In August 2017, a critical proposal reached the necessary threshold for activation, officially implementing Segregated Witness (SegWit), a scaling upgrade first proposed in late 2015.
SegWit enhances capacity by separating transaction witness data from other data within blocks. This allows up to 4MB of relevant transaction data to fit within a Bitcoin block, effectively circumventing the 1MB limit set by Bitcoin’s creator.
The SegWit implementation required miner support since November 2016, initially needing approximately 95% of blocks to ‘signal’ their backing by a 2.33-day window following the introduction of BIP91 in May 2017. This measure shortened the timeframe but lowered the threshold to 80%.
The required threshold was met on July 21, 2017, and SegWit activation was completed on August 24, 2017.
However, beyond the technical activation, significant political disagreement emerged. The newly formed New York Agreement (NYA), involving major mining interests, exchanges, and exchanges, advocated for further capacity increases via a hard fork known as SegWit2x.
SegWit2x aimed to effectively double the usable transaction space beyond the 4MB allowed by SegWit alone, ultimately enabling up to 8MB per block. The proposal was eventually abandoned, superseded by the launch of Bitcoin Cash (BCH), which featured larger 8MB blocks.

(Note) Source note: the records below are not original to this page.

use nisbot_protocol::LeaderboardEntry;
use yew::prelude::*;

use crate::api::ApiClient;

#[derive(Clone, Debug, PartialEq)]
enum Board {
    Loading,
    Loaded(Vec<LeaderboardEntry>),
    Failed,
}

#[derive(Properties, PartialEq)]
pub(crate) struct LeaderboardProps {
    pub api: ApiClient,
    /// Bumped to trigger a reload, e.g. after a submitted score.
    #[prop_or_default]
    pub generation: u32,
}

#[function_component]
pub(crate) fn LeaderboardView(props: &LeaderboardProps) -> Html {
    let board = use_state(|| Board::Loading);

    {
        let board = board.clone();
        let api = props.api.clone();
        use_effect_with(props.generation, move |_| {
            wasm_bindgen_futures::spawn_local(async move {
                match api.fetch_leaderboard().await {
                    Ok(entries) => board.set(Board::Loaded(entries)),
                    Err(err) => {
                        log::error!("Error loading leaderboard: {:?}", err);
                        board.set(Board::Failed);
                    }
                }
            });
        });
    }

    let body = match &*board {
        Board::Loading => html! { <p>{"Loading..."}</p> },
        Board::Failed => {
            html! { <p>{"Could not load leaderboard. Check the server connection."}</p> }
        }
        Board::Loaded(entries) if entries.is_empty() => {
            html! { <p>{"No scores yet. Be the first!"}</p> }
        }
        Board::Loaded(entries) => html! {
            <ol>
                { for entries.iter().map(|entry| html! {
                    <li>{format!("{} - {}", entry.name, entry.total_score)}</li>
                }) }
            </ol>
        },
    };

    html! {
        <aside class="leaderboard">
            <h3>{"Leaderboard"}</h3>
            {body}
        </aside>
    }
}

While detailed analysis of the “Blocksize War” is widespread literature, consensus exists on the fundamental shift following SegWit activation. Significant debate over Bitcoin’s capacity limitations captivated the community.

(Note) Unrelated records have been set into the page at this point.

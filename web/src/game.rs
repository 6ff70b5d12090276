use gloo::events::EventListener;
use nisbot_core as game;
use wasm_bindgen::JsCast;
use web_sys::KeyboardEvent;
use web_time::Instant;
use yew::prelude::*;

use crate::api::{ApiClient, NetworkError};
use crate::utils::*;

/// Maps a `KeyboardEvent::key` to a game command.
fn key_command(key: &str) -> Option<game::Command> {
    use game::{Command, Direction};

    match key {
        "ArrowUp" => Some(Command::Move(Direction::Up)),
        "ArrowDown" => Some(Command::Move(Direction::Down)),
        "ArrowLeft" => Some(Command::Move(Direction::Left)),
        "ArrowRight" => Some(Command::Move(Direction::Right)),
        "e" | "E" => Some(Command::Act),
        _ => None,
    }
}

#[derive(Clone, Debug, Default, PartialEq, Eq)]
struct ViewCell {
    visited: bool,
    item: Option<&'static str>,
    cues: &'static str,
    player: bool,
}

fn view_cell(state: &game::GameState, coords: game::Coord2) -> ViewCell {
    let cell = state.cell_at(coords);
    let player = state.player() == coords;
    if !cell.visited {
        return ViewCell {
            player,
            ..Default::default()
        };
    }

    let item = match cell.occupant {
        game::Occupant::Pit => Some("⚫"),
        game::Occupant::Chip => Some("⚙️"),
        game::Occupant::Robot if state.is_game_over() || player => Some("🤖"),
        game::Occupant::Robot | game::Occupant::Empty => None,
    };
    let whirring = cell.cues.contains(game::Cues::WHIRRING);
    let draft = cell.cues.contains(game::Cues::DRAFT);
    let cues = match (whirring, draft) {
        (true, true) => "🔊🌬️",
        (true, false) => "🔊",
        (false, true) => "🌬️",
        (false, false) => "",
    };

    ViewCell {
        visited: true,
        item,
        cues,
        player,
    }
}

#[derive(Clone, Debug, PartialEq)]
enum Submission {
    Idle,
    Pending,
    Done(String),
    Failed(String),
}

/// Closes the end dialog only once a new game actually started, so "Play Again" stays reachable.
fn apply_start(
    report: &mut Option<game::FinalReport>,
    submission: &mut Submission,
    result: game::Result<game::Notice>,
) -> game::Notice {
    match result {
        Ok(notice) => {
            *report = None;
            *submission = Submission::Idle;
            notice
        }
        Err(err) => {
            log::error!("Could not generate a new game: {}", err);
            game::Notice::quiet(err.to_string())
        }
    }
}

pub(crate) enum Msg {
    Input(game::Command),
    NewGame,
    Submitted(Result<String, NetworkError>),
}

#[derive(Properties, Clone, PartialEq)]
pub(crate) struct GameProps {
    pub player_name: String,
    pub api: ApiClient,
    #[prop_or_default]
    pub seed: Option<u64>,
    /// Called once a won game's score reached the leaderboard.
    #[prop_or_default]
    pub on_score_submitted: Callback<()>,
}

pub(crate) struct GameView {
    session: Option<game::GameSession<SessionStore>>,
    notice: game::Notice,
    report: Option<game::FinalReport>,
    submission: Submission,
    _keydown: EventListener,
}

impl GameView {
    fn seed(ctx: &Context<Self>) -> u64 {
        ctx.props().seed.unwrap_or_else(js_random_seed)
    }

    fn start(&mut self, ctx: &Context<Self>) {
        let seed = Self::seed(ctx);
        let result = match self.session.as_mut() {
            Some(session) => session.new_game(seed),
            None => game::GameSession::start(
                SessionStore,
                Some(ctx.props().player_name.clone()),
                game::GameConfig::default(),
                seed,
            )
            .map(|(session, notice)| {
                self.session = Some(session);
                notice
            }),
        };

        self.notice = apply_start(&mut self.report, &mut self.submission, result);
    }

    fn handle_effect(&mut self, ctx: &Context<Self>, effect: game::Effect) {
        match effect {
            game::Effect::SubmitScore { name, score } => {
                self.submission = Submission::Pending;
                let api = ctx.props().api.clone();
                ctx.link().send_future(async move {
                    Msg::Submitted(api.submit_score(&name, score).await)
                });
            }
        }
    }

    fn view_board(&self, state: &game::GameState) -> Html {
        let (cols, rows) = state.size();
        html! {
            <table class="board">
                {
                    for (0..rows).map(|y| html! {
                        <tr>
                            {
                                for (0..cols).map(|x| {
                                    let cell = view_cell(state, (x, y));
                                    let class = classes!(
                                        "cell",
                                        cell.visited.then_some("visited"),
                                        cell.player.then_some("player-location"),
                                    );
                                    html! {
                                        <td {class}>
                                            {cell.item.unwrap_or_default()}
                                            {cell.player.then_some("🧑‍🔧").unwrap_or_default()}
                                            <span class="sensory-cue">{cell.cues}</span>
                                        </td>
                                    }
                                })
                            }
                        </tr>
                    })
                }
            </table>
        }
    }

    fn view_report(&self, ctx: &Context<Self>, report: &game::FinalReport) -> Html {
        let class = if report.end.is_win() {
            "win-screen"
        } else {
            "game-over-screen"
        };
        let submission = match &self.submission {
            Submission::Idle => html! {},
            Submission::Pending => html! { <p class="status">{"Submitting..."}</p> },
            Submission::Done(message) => html! { <p class="status ok">{message}</p> },
            Submission::Failed(message) => html! { <p class="status error">{message}</p> },
        };
        let onclick = ctx.link().callback(|_: MouseEvent| Msg::NewGame);

        html! {
            <dialog {class} open=true>
                <h2>{report.headline()}</h2>
                <p>{report.summary()}</p>
                {submission}
                <button {onclick}>{"Play Again"}</button>
            </dialog>
        }
    }
}

impl Component for GameView {
    type Message = Msg;
    type Properties = GameProps;

    fn create(ctx: &Context<Self>) -> Self {
        let link = ctx.link().clone();
        let keydown = EventListener::new(&gloo::utils::document(), "keydown", move |event| {
            let Some(event) = event.dyn_ref::<KeyboardEvent>() else {
                return;
            };
            if let Some(command) = key_command(&event.key()) {
                event.prevent_default();
                link.send_message(Msg::Input(command));
            }
        });

        let mut view = Self {
            session: None,
            notice: game::Notice::default(),
            report: None,
            submission: Submission::Idle,
            _keydown: keydown,
        };
        view.start(ctx);
        view
    }

    fn update(&mut self, ctx: &Context<Self>, msg: Self::Message) -> bool {
        match msg {
            Msg::Input(command) => {
                let Some(session) = self.session.as_mut() else {
                    return false;
                };
                if self.report.is_some() {
                    return false;
                }

                let update = session.handle(command, Instant::now());
                log::trace!("{:?} -> {:?}", command, update);
                if !update.has_update() {
                    return false;
                }
                if let Some(notice) = update.notice {
                    self.notice = notice;
                }
                self.report = update.report;
                if let Some(effect) = update.effect {
                    self.handle_effect(ctx, effect);
                }
                true
            }
            Msg::NewGame => {
                self.start(ctx);
                true
            }
            Msg::Submitted(Ok(message)) => {
                self.submission = Submission::Done(message);
                ctx.props().on_score_submitted.emit(());
                true
            }
            Msg::Submitted(Err(err)) => {
                log::error!("Error submitting score: {:?}", err);
                self.submission = Submission::Failed(format!("Submission failed: {}", err));
                true
            }
        }
    }

    fn view(&self, ctx: &Context<Self>) -> Html {
        let Some(session) = self.session.as_ref() else {
            let onclick = ctx.link().callback(|_: MouseEvent| Msg::NewGame);
            return html! {
                <div class="nisbot">
                    <p class="message">{&self.notice.primary}</p>
                    <button {onclick}>{"Try again"}</button>
                </div>
            };
        };
        let state = session.state();

        html! {
            <div class="nisbot">
                <nav>
                    <span>{format!("Score: {}", state.score())}</span>
                    <span>{format!("Chips: {} / {}", state.chips_collected(), state.total_chips())}</span>
                </nav>
                {self.view_board(state)}
                <p class="message">{&self.notice.primary}</p>
                <p class="sensory">{&self.notice.ambient}</p>
                {
                    self.report
                        .as_ref()
                        .map(|report| self.view_report(ctx, report))
                        .unwrap_or_default()
                }
            </div>
        }
    }
}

Some exchanges and developers argued for scaling *within* SegWit, supporting its adoption, while others felt the political resolution lacked commitment to future scalability, leading to the hard fork on August 1, 2017, creating Bitcoin Cash.
The outcome of the SegWit activation process clearly demonstrated the complex interplay between technical upgrades and political consensus within the Bitcoin community during a pivotal moment. While Bitcoin itself continued operating according to its core protocol (subsequently adopting taproot), the introduction of a competing chain underscored the underlying disagreements.